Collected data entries
···
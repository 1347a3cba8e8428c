//! Sandhi CLI library
//!
//! Command definitions and output formatting for the `sandhi` binary.

pub mod commands;
pub mod error;
pub mod grammar_source;
pub mod output;

pub use error::{CliError, CliResult};
//! TOML schema for grammar data

use crate::error::SandhiError;
use crate::phoneme::PhonemeClass;
use crate::rules::RuleKind;
use serde::{Deserialize, Serialize};
use std::collections::HashMap;

/// Root grammar configuration
#[derive(Debug, Clone, Serialize, Deserialize)]
pub struct GrammarConfig {
    pub metadata: Metadata,
    pub rules: Vec<RuleConfig>,
    pub lexicon: LexiconConfig,
    pub compounds: CompoundConfig,
    #[serde(default)]
    pub conjugations: Vec<ConjugationConfig>,
    #[serde(default)]
    pub declensions: Vec<DeclensionConfig>,
}

/// Grammar metadata
#[derive(Debug, Clone, Serialize, Deserialize)]
pub struct Metadata {
    pub code: String,
    pub name: String,
}

/// One `[[rules]]` entry
#[derive(Debug, Clone, Serialize, Deserialize)]
pub struct RuleConfig {
    /// Generated from kind and position when absent
    #[serde(default)]
    pub id: Option<String>,
    pub kind: RuleKind,
    pub left: PatternConfig,
    pub right: PatternConfig,
    pub output: String,
    #[serde(default)]
    pub specificity: Option<i32>,
    #[serde(default)]
    pub description: Option<String>,
}

/// Either a literal string or a class table
///
/// ```toml
/// left = "इ"
/// right = { pratyahara = "अच्" }
/// right = { class = ["palatal"], pratyahara = "खर्" }
/// ```
#[derive(Debug, Clone, Serialize, Deserialize)]
#[serde(untagged)]
pub enum PatternConfig {
    Literal(String),
    Class {
        #[serde(default)]
        class: Vec<PhonemeClass>,
        #[serde(default)]
        pratyahara: Option<String>,
    },
}

/// Prefixes, suffix pools and the root lexicon
#[derive(Debug, Clone, Serialize, Deserialize)]
pub struct LexiconConfig {
    pub upasargas: Vec<UpasargaConfig>,
    pub suffixes: SuffixPools,
    #[serde(default)]
    pub roots: Vec<RootConfig>,
}

#[derive(Debug, Clone, Serialize, Deserialize)]
pub struct UpasargaConfig {
    pub form: String,
    #[serde(default)]
    pub meanings: Vec<String>,
}

/// Suffix lists, pooled for longest-match stripping
#[derive(Debug, Clone, Default, Serialize, Deserialize)]
pub struct SuffixPools {
    #[serde(default)]
    pub krit: Vec<String>,
    #[serde(default)]
    pub taddhita: Vec<String>,
    #[serde(default)]
    pub sarvanama: Vec<String>,
    #[serde(default)]
    pub vibhakti: Vec<String>,
    #[serde(default)]
    pub sandhi: Vec<String>,
    #[serde(default)]
    pub dhatu: Vec<String>,
}

#[derive(Debug, Clone, Serialize, Deserialize)]
pub struct RootConfig {
    pub root: String,
    /// Present stems and other surface forms that identify the root
    #[serde(default)]
    pub stems: Vec<String>,
    #[serde(default)]
    pub pada: Option<String>,
    #[serde(default)]
    pub gloss: Option<String>,
}

/// Stem reduction tables for compounds
#[derive(Debug, Clone, Serialize, Deserialize)]
pub struct CompoundConfig {
    /// Vowels that must remain after a case ending is removed
    #[serde(default = "default_min_stem_syllables")]
    pub min_stem_syllables: usize,
    pub case_endings: Vec<CaseEndingConfig>,
    pub policies: Vec<StemPolicyConfig>,
    #[serde(default)]
    pub closed_lists: HashMap<String, Vec<String>>,
    #[serde(default)]
    pub substitutions: Vec<SubstitutionConfig>,
}

#[derive(Debug, Clone, Serialize, Deserialize)]
pub struct CaseEndingConfig {
    pub ending: String,
    /// Vowel put back once the ending is removed
    #[serde(default)]
    pub stem_final: Option<String>,
}

#[derive(Debug, Clone, Serialize, Deserialize)]
pub struct StemPolicyConfig {
    pub kind: String,
    #[serde(default)]
    pub strip_first: bool,
    #[serde(default)]
    pub strip_second: bool,
    #[serde(default)]
    pub drop_final_n: bool,
    #[serde(default)]
    pub drop_hiatus_a: bool,
    /// Name of a closed list the first member must belong to
    #[serde(default)]
    pub first_member: Option<String>,
}

#[derive(Debug, Clone, Serialize, Deserialize)]
pub struct SubstitutionConfig {
    pub kind: String,
    pub from: String,
    pub to: String,
}

/// Nine endings for one tense and voice, person-major
#[derive(Debug, Clone, Serialize, Deserialize)]
pub struct ConjugationConfig {
    pub lakara: String,
    pub pada: String,
    #[serde(default)]
    pub stem_final: Option<String>,
    pub endings: Vec<String>,
}

/// Endings for one gender: eight cases of three numbers each
#[derive(Debug, Clone, Serialize, Deserialize)]
pub struct DeclensionConfig {
    pub gender: String,
    #[serde(default)]
    pub stem_final: Option<String>,
    pub endings: Vec<Vec<String>>,
}

fn default_min_stem_syllables() -> usize {
    2
}

impl GrammarConfig {
    /// Validate configuration
    pub(crate) fn validate(&self) -> Result<(), SandhiError> {
        if self.metadata.code.trim().is_empty() {
            return Err(SandhiError::ConfigurationError(
                "metadata.code must not be empty".to_string(),
            ));
        }

        if self.rules.is_empty() {
            return Err(SandhiError::ConfigurationError(
                "No sandhi rules defined".to_string(),
            ));
        }

        if let Some(empty) = self.lexicon.upasargas.iter().find(|u| u.form.trim().is_empty()) {
            return Err(SandhiError::ConfigurationError(format!(
                "upasarga with empty form (meanings: {:?})",
                empty.meanings
            )));
        }

        Ok(())
    }
}

#[cfg(test)]
mod tests {
    use super::*;

    #[test]
    fn test_grammar_config_deserialize() {
        let toml_str = r#"
            [metadata]
            code = "sa"
            name = "Sanskrit"

            [[rules]]
            id = "guna-a-i"
            kind = "vowel"
            left = "अ"
            right = "इ"
            output = "ए"

            [[rules]]
            kind = "nasalization"
            left = "म्"
            right = { class = ["velar"] }
            output = "ङ्"
            specificity = 5

            [lexicon]
            upasargas = [{ form = "प्र", meanings = ["forward"] }]

            [lexicon.suffixes]
            krit = ["त"]

            [compounds]
            case_endings = [{ ending = "ः" }]
            policies = [{ kind = "tatpurusa", strip_first = true, drop_final_n = true }]
        "#;

        let config: GrammarConfig = toml::from_str(toml_str).unwrap();
        assert_eq!(config.metadata.code, "sa");
        assert_eq!(config.rules.len(), 2);
        assert!(matches!(config.rules[0].left, PatternConfig::Literal(_)));
        assert!(matches!(
            &config.rules[1].right,
            PatternConfig::Class { class, pratyahara: None } if class == &vec![PhonemeClass::Velar]
        ));
        assert_eq!(config.rules[1].specificity, Some(5));
        assert_eq!(config.compounds.min_stem_syllables, 2);
        assert!(config.conjugations.is_empty());
        assert!(config.validate().is_ok());
    }

    #[test]
    fn test_unknown_rule_kind_fails_to_parse() {
        let toml_str = r#"
            kind = "elision"
            left = "अ"
            right = "इ"
            output = "ए"
        "#;
        assert!(toml::from_str::<RuleConfig>(toml_str).is_err());
    }
}
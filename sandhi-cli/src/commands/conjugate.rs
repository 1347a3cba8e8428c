//! Conjugate command implementation

use super::GlobalArgs;
use crate::CliError;
use anyhow::Result;
use clap::Args;

/// Arguments for the conjugate command
#[derive(Debug, Args)]
pub struct ConjugateArgs {
    /// Present stem, e.g. पठ or गच्छ
    pub stem: String,

    /// Tense or mood (see `sandhi list lakaras`)
    #[arg(short, long, default_value = "lat")]
    pub lakara: String,

    /// Voice: parasmaipada or atmanepada
    #[arg(short, long, default_value = "parasmaipada")]
    pub pada: String,
}

impl ConjugateArgs {
    pub fn execute(&self, global: &GlobalArgs) -> Result<()> {
        let processor = global.processor()?;
        let paradigm = processor
            .conjugate(&self.stem, &self.lakara, &self.pada)
            .map_err(CliError::from)?;
        global.emit(&paradigm)
    }
}
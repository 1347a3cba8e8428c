//! The loaded grammar and the components that borrow it

use crate::affix::Affixer;
use crate::compound::{CompoundBuilder, CompoundTables};
use crate::config::{self, GrammarConfig, Metadata};
use crate::conjugation::{ConjugationTables, Conjugator};
use crate::declension::{DeclensionTables, Decliner};
use crate::error::Result;
use crate::lexicon::Lexicon;
use crate::morph::MorphAnalyzer;
use crate::resolver::SandhiResolver;
use crate::rules::RuleTable;
use crate::segmenter::Segmenter;
use std::path::Path;
use std::sync::{Arc, OnceLock};

static EMBEDDED: OnceLock<Arc<Grammar>> = OnceLock::new();

/// Rule table, lexicon, compound tables and paradigms, compiled once
///
/// Immutable after construction. Components are cheap `Copy` views that
/// borrow from it.
#[derive(Debug, Clone)]
pub struct Grammar {
    metadata: Metadata,
    rules: RuleTable,
    lexicon: Lexicon,
    compounds: CompoundTables,
    conjugations: ConjugationTables,
    declensions: DeclensionTables,
}

impl Grammar {
    /// Compile a parsed configuration
    pub fn from_config(config: &GrammarConfig) -> Result<Self> {
        let grammar = Self {
            metadata: config.metadata.clone(),
            rules: RuleTable::from_config(&config.rules)?,
            lexicon: Lexicon::from_config(&config.lexicon)?,
            compounds: CompoundTables::from_config(&config.compounds)?,
            conjugations: ConjugationTables::from_config(&config.conjugations)?,
            declensions: DeclensionTables::from_config(&config.declensions)?,
        };

        tracing::debug!(
            "loaded grammar {} ({}): {} rules, {} conjugation tables",
            grammar.metadata.name,
            grammar.metadata.code,
            grammar.rules.len(),
            grammar.conjugations.len()
        );

        Ok(grammar)
    }

    pub fn from_toml_str(source: &str) -> Result<Self> {
        Self::from_config(&config::parse_grammar_config(source, "inline")?)
    }

    pub fn from_file<P: AsRef<Path>>(path: P) -> Result<Self> {
        Self::from_config(&config::load_grammar_config(path.as_ref())?)
    }

    /// The grammar shipped with the crate
    pub fn embedded() -> &'static Grammar {
        Self::embedded_arc()
    }

    /// Shared handle to the embedded grammar
    pub fn shared() -> Arc<Grammar> {
        Arc::clone(Self::embedded_arc())
    }

    fn embedded_arc() -> &'static Arc<Grammar> {
        EMBEDDED.get_or_init(|| {
            let grammar = Grammar::from_config(config::embedded_grammar_config())
                .expect("Failed to compile embedded grammar");
            Arc::new(grammar)
        })
    }

    pub fn metadata(&self) -> &Metadata {
        &self.metadata
    }

    pub fn rules(&self) -> &RuleTable {
        &self.rules
    }

    pub fn lexicon(&self) -> &Lexicon {
        &self.lexicon
    }

    pub fn compound_tables(&self) -> &CompoundTables {
        &self.compounds
    }

    pub fn conjugation_tables(&self) -> &ConjugationTables {
        &self.conjugations
    }

    pub fn declension_tables(&self) -> &DeclensionTables {
        &self.declensions
    }

    pub fn resolver(&self) -> SandhiResolver<'_> {
        SandhiResolver::new(&self.rules)
    }

    pub fn segmenter(&self) -> Segmenter<'_> {
        Segmenter::new(&self.rules)
    }

    pub fn analyzer(&self) -> MorphAnalyzer<'_> {
        MorphAnalyzer::new(&self.lexicon, self.segmenter())
    }

    pub fn compound_builder(&self) -> CompoundBuilder<'_> {
        CompoundBuilder::new(&self.compounds, self.resolver())
    }

    pub fn conjugator(&self) -> Conjugator<'_> {
        Conjugator::new(&self.conjugations, &self.lexicon)
    }

    pub fn decliner(&self) -> Decliner<'_> {
        Decliner::new(&self.declensions)
    }

    pub fn affixer(&self) -> Affixer<'_> {
        Affixer::new(&self.lexicon, self.resolver())
    }
}
//! Noun paradigms

use crate::config::DeclensionConfig;
use crate::error::{Result, SandhiError};
use crate::paradigm::{decode_stem, parse_named, Endings, Vachana};
use crate::script;
use serde::{Deserialize, Serialize};
use std::collections::HashMap;
use std::fmt;
use std::str::FromStr;

#[derive(Debug, Clone, Copy, PartialEq, Eq, Hash, PartialOrd, Ord, Serialize, Deserialize)]
#[serde(rename_all = "kebab-case")]
pub enum Gender {
    Masculine,
    Feminine,
    Neuter,
}

impl Gender {
    pub const ALL: [Gender; 3] = [Gender::Masculine, Gender::Feminine, Gender::Neuter];

    pub fn name(self) -> &'static str {
        match self {
            Gender::Masculine => "masculine",
            Gender::Feminine => "feminine",
            Gender::Neuter => "neuter",
        }
    }

    fn aliases(self) -> &'static [&'static str] {
        match self {
            Gender::Masculine => &["m", "पुंलिङ्ग", "पुल्लिङ्ग"],
            Gender::Feminine => &["f", "स्त्रीलिङ्ग"],
            Gender::Neuter => &["n", "नपुंसकलिङ्ग"],
        }
    }
}

impl fmt::Display for Gender {
    fn fmt(&self, f: &mut fmt::Formatter<'_>) -> fmt::Result {
        f.write_str(self.name())
    }
}

impl FromStr for Gender {
    type Err = SandhiError;

    fn from_str(s: &str) -> Result<Self> {
        parse_named(s, "gender", &Self::ALL, |g| g.name(), |g| g.aliases())
    }
}

/// The seven cases plus the vocative
#[derive(Debug, Clone, Copy, PartialEq, Eq, Hash, PartialOrd, Ord, Serialize, Deserialize)]
#[serde(rename_all = "kebab-case")]
pub enum Vibhakti {
    Prathama,
    Dvitiya,
    Tritiya,
    Chaturthi,
    Panchami,
    Shashthi,
    Saptami,
    Sambodhana,
}

impl Vibhakti {
    pub const ALL: [Vibhakti; 8] = [
        Vibhakti::Prathama,
        Vibhakti::Dvitiya,
        Vibhakti::Tritiya,
        Vibhakti::Chaturthi,
        Vibhakti::Panchami,
        Vibhakti::Shashthi,
        Vibhakti::Saptami,
        Vibhakti::Sambodhana,
    ];

    pub fn name(self) -> &'static str {
        match self {
            Vibhakti::Prathama => "prathama",
            Vibhakti::Dvitiya => "dvitiya",
            Vibhakti::Tritiya => "tritiya",
            Vibhakti::Chaturthi => "chaturthi",
            Vibhakti::Panchami => "panchami",
            Vibhakti::Shashthi => "shashthi",
            Vibhakti::Saptami => "saptami",
            Vibhakti::Sambodhana => "sambodhana",
        }
    }

    pub fn index(self) -> usize {
        self as usize
    }

    fn aliases(self) -> &'static [&'static str] {
        match self {
            Vibhakti::Prathama => &["nominative", "प्रथमा"],
            Vibhakti::Dvitiya => &["accusative", "द्वितीया"],
            Vibhakti::Tritiya => &["instrumental", "तृतीया"],
            Vibhakti::Chaturthi => &["dative", "चतुर्थी"],
            Vibhakti::Panchami => &["ablative", "पञ्चमी"],
            Vibhakti::Shashthi => &["genitive", "षष्ठी"],
            Vibhakti::Saptami => &["locative", "सप्तमी"],
            Vibhakti::Sambodhana => &["vocative", "सम्बोधन"],
        }
    }
}

impl fmt::Display for Vibhakti {
    fn fmt(&self, f: &mut fmt::Formatter<'_>) -> fmt::Result {
        f.write_str(self.name())
    }
}

impl FromStr for Vibhakti {
    type Err = SandhiError;

    fn from_str(s: &str) -> Result<Self> {
        parse_named(s, "vibhakti", &Self::ALL, |v| v.name(), |v| v.aliases())
    }
}

/// Declined forms, indexed `[vibhakti][vachana]`
#[derive(Debug, Clone, PartialEq, Eq, Serialize, Deserialize)]
pub struct Declension {
    pub stem: String,
    pub gender: Gender,
    pub forms: [[String; 3]; 8],
}

impl Declension {
    pub fn get(&self, vibhakti: Vibhakti, vachana: Vachana) -> &str {
        &self.forms[vibhakti.index()][vachana.index()]
    }
}

/// Compiled noun paradigms, one per gender
#[derive(Debug, Clone)]
pub struct DeclensionTables {
    tables: HashMap<Gender, Endings>,
}

impl DeclensionTables {
    pub fn from_config(configs: &[DeclensionConfig]) -> Result<Self> {
        let mut tables = HashMap::new();

        for config in configs {
            let gender: Gender = config
                .gender
                .parse()
                .map_err(|e| SandhiError::ConfigurationError(format!("declension table: {e}")))?;

            if config.endings.len() != Vibhakti::ALL.len() {
                return Err(SandhiError::ConfigurationError(format!(
                    "{gender}: expected 8 cases, found {}",
                    config.endings.len()
                )));
            }
            let flat: Vec<String> = config.endings.iter().flatten().cloned().collect();
            let endings = Endings::compile(
                gender.name(),
                config.stem_final.as_deref(),
                &flat,
                Vibhakti::ALL.len() * 3,
            )?;

            if tables.insert(gender, endings).is_some() {
                return Err(SandhiError::ConfigurationError(format!(
                    "{gender} declension is declared twice"
                )));
            }
        }

        Ok(Self { tables })
    }

    pub fn genders(&self) -> impl Iterator<Item = Gender> + '_ {
        Gender::ALL.into_iter().filter(|g| self.tables.contains_key(g))
    }

    fn table(&self, gender: Gender) -> Result<&Endings> {
        self.tables.get(&gender).ok_or_else(|| {
            SandhiError::InvalidArgument(format!("no {gender} declension in this grammar"))
        })
    }
}

/// Builds noun forms
#[derive(Debug, Clone, Copy)]
pub struct Decliner<'g> {
    tables: &'g DeclensionTables,
}

impl<'g> Decliner<'g> {
    pub fn new(tables: &'g DeclensionTables) -> Self {
        Self { tables }
    }

    pub fn decline(&self, stem: &str, gender: Gender) -> Result<Declension> {
        let phonemes = decode_stem(stem)?;
        let table = self.tables.table(gender)?;

        let forms = std::array::from_fn(|case| {
            std::array::from_fn(|number| table.attach(&phonemes, case * 3 + number))
        });

        Ok(Declension {
            stem: script::render(&phonemes),
            gender,
            forms,
        })
    }

    pub fn form(
        &self,
        stem: &str,
        gender: Gender,
        vibhakti: Vibhakti,
        vachana: Vachana,
    ) -> Result<String> {
        let phonemes = decode_stem(stem)?;
        let table = self.tables.table(gender)?;
        Ok(table.attach(&phonemes, vibhakti.index() * 3 + vachana.index()))
    }
}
···
● DIRECTIONS
Scanning the data above, copy out every line where "that" is found.

● RESPONSE TO THE TASK
    /// Present stems and other surface forms that identify the root
    /// Vowels that must remain after a case ending is removed
//! The loaded grammar and the components that borrow it
/// Immutable after construction. Components are cheap `Copy` views that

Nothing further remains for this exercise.